June quarter earnings season has also not been impressive. Even IT companies, for whom the Q1 is seasonally stronger, have disappointed Street with their numbers. Private lender Axis Bank, pharma major Dr Reddy's and FMCG firms HUL, ITC also failed to deliver in the June quarter.

The GST may not be as big a cue for the market, as earnings growth is. Unfortunately, that has been missing so far. Slow pick up in earnings growth may only add to valuation concerns.

Market appears expensive

In a report last week, BofA Merrill Lynch Global Research said that the market appears expensive on most metrics of absolute valuations. It said that valuations are high, even as earnings growth forecasts have not changed meaningfully.  

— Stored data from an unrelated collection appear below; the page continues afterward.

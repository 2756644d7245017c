//! Filesystem cache backend
//!
//! Layout under the namespace directory:
//!
//! ```text
//! {root}/{namespace}/entries/{sha256(key)}.json   serialized payloads
//! {root}/{namespace}/paths/{sha256(key)}.json     entries wrapping a local path
//! ```
//!
//! Each file holds `{ "metadata": ..., "payload": ... }`. A file's mtime is
//! its last access time: reads touch the file without rewriting it, and
//! eviction removes the oldest files first.

use crate::cache::{
    BackendKind, CacheBackend, CacheEntry, CachePayload, CacheStats, PayloadKind, ReadOutcome,
};
use crate::{CacheError, CacheResult};
use async_trait::async_trait;
use chrono::{DateTime, Utc};
use serde::{Deserialize, Serialize};
use sha2::{Digest, Sha256};
use std::path::{Path, PathBuf};
use std::sync::atomic::{AtomicU64, Ordering};
use std::time::SystemTime;
use tokio::fs;
use tracing::{debug, warn};

/// Default size bound of one namespace on disk
pub const DEFAULT_FILESYSTEM_MAX_BYTES: u64 = 512 * 1024 * 1024;

const ENTRIES_DIR: &str = "entries";
const PATHS_DIR: &str = "paths";
const TEMP_SUFFIX: &str = ".tmp";

static TEMP_COUNTER: AtomicU64 = AtomicU64::new(0);

#[derive(Debug, Serialize, Deserialize)]
struct StoredMetadata {
    key: String,
    created_at: DateTime<Utc>,
    expires_at: DateTime<Utc>,
    kind: PayloadKind,
}

#[derive(Debug, Serialize, Deserialize)]
struct StoredFile {
    metadata: StoredMetadata,
    payload: CachePayload,
}

/// Header-only view used when the payload is not needed
#[derive(Debug, Deserialize)]
struct StoredHeader {
    metadata: StoredMetadata,
}

struct FileInfo {
    path: PathBuf,
    len: u64,
    modified: SystemTime,
}

/// Persistent cache backend rooted at a directory
#[derive(Debug, Clone)]
pub struct FilesystemBackend {
    /// `{root}/{namespace}`
    base: PathBuf,
    max_bytes: u64,
}

impl FilesystemBackend {
    pub fn new(root: impl AsRef<Path>, namespace: &str, max_bytes: u64) -> Self {
        Self {
            base: root.as_ref().join(namespace),
            max_bytes,
        }
    }

    /// Directory holding this namespace
    pub fn base_dir(&self) -> &Path {
        &self.base
    }

    fn file_name(key: &str) -> String {
        format!("{}.json", hex::encode(Sha256::digest(key.as_bytes())))
    }

    fn dir_for(&self, kind: PayloadKind) -> PathBuf {
        match kind {
            PayloadKind::Directory => self.base.join(PATHS_DIR),
            PayloadKind::Website | PayloadKind::Repository => self.base.join(ENTRIES_DIR),
        }
    }

    /// Both places a key may live, serialized payloads first
    fn candidate_paths(&self, key: &str) -> [PathBuf; 2] {
        let name = Self::file_name(key);
        [
            self.base.join(ENTRIES_DIR).join(&name),
            self.base.join(PATHS_DIR).join(&name),
        ]
    }

    /// Writes through a temp file and a rename so readers never see a partial file
    async fn write_atomic(path: &Path, bytes: &[u8]) -> CacheResult<()> {
        let sequence = TEMP_COUNTER.fetch_add(1, Ordering::Relaxed);
        let temp = path.with_extension(format!(
            "{}-{}{}",
            std::process::id(),
            sequence,
            TEMP_SUFFIX
        ));
        fs::write(&temp, bytes).await?;
        if let Err(e) = fs::rename(&temp, path).await {
            let _ = fs::remove_file(&temp).await;
            return Err(e.into());
        }
        Ok(())
    }

    /// Sets the mtime to now without touching the content
    ///
    /// Never creates the file, so a concurrent remove stays removed.
    async fn touch(path: &Path) -> std::io::Result<()> {
        let path = path.to_path_buf();
        tokio::task::spawn_blocking(move || {
            std::fs::OpenOptions::new()
                .write(true)
                .open(&path)?
                .set_modified(SystemTime::now())
        })
        .await
        .map_err(std::io::Error::other)?
    }

    async fn remove_if_present(path: &Path) -> CacheResult<()> {
        match fs::remove_file(path).await {
            Ok(()) => Ok(()),
            Err(e) if e.kind() == std::io::ErrorKind::NotFound => Ok(()),
            Err(e) => Err(e.into()),
        }
    }

    /// Lists cache files in both subdirectories; missing directories are empty
    async fn list_files(&self) -> CacheResult<Vec<FileInfo>> {
        let mut files = Vec::new();
        for dir in [self.base.join(ENTRIES_DIR), self.base.join(PATHS_DIR)] {
            let mut entries = match fs::read_dir(&dir).await {
                Ok(entries) => entries,
                Err(e) if e.kind() == std::io::ErrorKind::NotFound => continue,
                Err(e) => return Err(e.into()),
            };
            while let Some(entry) = entries.next_entry().await? {
                let path = entry.path();
                if path.to_string_lossy().ends_with(TEMP_SUFFIX) {
                    continue;
                }
                let metadata = match entry.metadata().await {
                    Ok(metadata) if metadata.is_file() => metadata,
                    // Removed concurrently, or not ours
                    _ => continue,
                };
                files.push(FileInfo {
                    path,
                    len: metadata.len(),
                    modified: metadata.modified().unwrap_or(SystemTime::UNIX_EPOCH),
                });
            }
        }
        Ok(files)
    }

    /// Evicts least-recently-accessed files down to 80% of the budget
    async fn enforce_budget(&self) -> CacheResult<()> {
        let mut files = self.list_files().await?;
        let mut total: u64 = files.iter().map(|file| file.len).sum();
        if total <= self.max_bytes {
            return Ok(());
        }

        let target = self.max_bytes / 10 * 8;
        files.sort_by_key(|file| file.modified);

        let mut evicted = 0;
        for file in files {
            if total <= target {
                break;
            }
            Self::remove_if_present(&file.path).await?;
            total = total.saturating_sub(file.len);
            evicted += 1;
        }
        debug!(
            "Evicted {} filesystem cache entries ({} bytes remain)",
            evicted, total
        );
        Ok(())
    }

    async fn read_file(&self, key: &str, path: &Path) -> Option<ReadOutcome> {
        let bytes = match fs::read(path).await {
            Ok(bytes) => bytes,
            Err(e) if e.kind() == std::io::ErrorKind::NotFound => return None,
            Err(e) => return Some(ReadOutcome::Failed(CacheError::Io(e))),
        };

        let stored: StoredFile = match serde_json::from_slice(&bytes) {
            Ok(stored) => stored,
            Err(e) => {
                return Some(ReadOutcome::Invalid(format!(
                    "corrupt cache file {}: {}",
                    path.display(),
                    e
                )))
            }
        };

        if stored.metadata.key != key {
            // Digest collision with another key
            return Some(ReadOutcome::Miss);
        }

        if let CachePayload::Directory(dir) = &stored.payload {
            if fs::metadata(dir).await.is_err() {
                return Some(ReadOutcome::Invalid(format!(
                    "cached path no longer exists: {}",
                    dir.display()
                )));
            }
        }

        // Bump mtime so eviction sees this entry as recently used
        if let Err(e) = Self::touch(path).await {
            debug!("Failed to refresh access time of {}: {}", path.display(), e);
        }

        Some(ReadOutcome::Hit(CacheEntry {
            key: stored.metadata.key,
            created_at: stored.metadata.created_at,
            expires_at: stored.metadata.expires_at,
            payload: stored.payload,
            backend_kind: BackendKind::Filesystem,
        }))
    }
}

#[async_trait]
impl CacheBackend for FilesystemBackend {
    fn kind(&self) -> BackendKind {
        BackendKind::Filesystem
    }

    async fn init(&self) -> CacheResult<()> {
        fs::create_dir_all(self.base.join(ENTRIES_DIR)).await?;
        fs::create_dir_all(self.base.join(PATHS_DIR)).await?;
        Ok(())
    }

    async fn read(&self, key: &str) -> ReadOutcome {
        for path in self.candidate_paths(key) {
            if let Some(outcome) = self.read_file(key, &path).await {
                return outcome;
            }
        }
        ReadOutcome::Miss
    }

    async fn write(&self, entry: CacheEntry) -> CacheResult<()> {
        let kind = entry.payload.kind();
        let stored = StoredFile {
            metadata: StoredMetadata {
                key: entry.key,
                created_at: entry.created_at,
                expires_at: entry.expires_at,
                kind,
            },
            payload: entry.payload,
        };
        let bytes = serde_json::to_vec(&stored)?;

        let dir = self.dir_for(kind);
        fs::create_dir_all(&dir).await?;
        let name = Self::file_name(&stored.metadata.key);
        Self::write_atomic(&dir.join(&name), &bytes).await?;

        // A key keeps a single file even when its payload kind changes
        for path in self.candidate_paths(&stored.metadata.key) {
            if path.parent() != Some(dir.as_path()) {
                Self::remove_if_present(&path).await?;
            }
        }

        self.enforce_budget().await
    }

    async fn remove(&self, key: &str) -> CacheResult<()> {
        for path in self.candidate_paths(key) {
            Self::remove_if_present(&path).await?;
        }
        Ok(())
    }

    async fn clear(&self) -> CacheResult<()> {
        match fs::remove_dir_all(&self.base).await {
            Ok(()) => {}
            Err(e) if e.kind() == std::io::ErrorKind::NotFound => {}
            Err(e) => return Err(e.into()),
        }
        self.init().await
    }

    async fn stats(&self) -> CacheResult<CacheStats> {
        let mut stats = CacheStats::empty(BackendKind::Filesystem);
        for file in self.list_files().await? {
            let bytes = match fs::read(&file.path).await {
                Ok(bytes) => bytes,
                Err(_) => continue,
            };
            match serde_json::from_slice::<StoredHeader>(&bytes) {
                Ok(header) => stats.record(header.metadata.kind, file.len),
                Err(e) => warn!("Skipping corrupt cache file {}: {}", file.path.display(), e),
            }
        }
        Ok(stats)
    }
}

The brokerage pointed out that growth for BSE500 stocks slowed to 8 per cent in Q4FY16 from 12 per cent in Q3FY16. For FY17, Bloomberg consensus for NSE benchmark Nifty50 PAT growth has fallen to 17.1 per cent now, from 20 per cent in January, it said.

Piyush Garg of ICICI Securities said that the current rally on the Nifty50 may stall in the range of 8,600-8,900 as valuations look toppish.    

"At the current levels, the benchmark indices are trading at nearly 19 times FY17 EPS, which is quite rich as compared to other emerging markets. Hence, the current move may stall in the range of 8,600-8,900. Any further re-rating on earnings only provides for future upward scope," said Garg.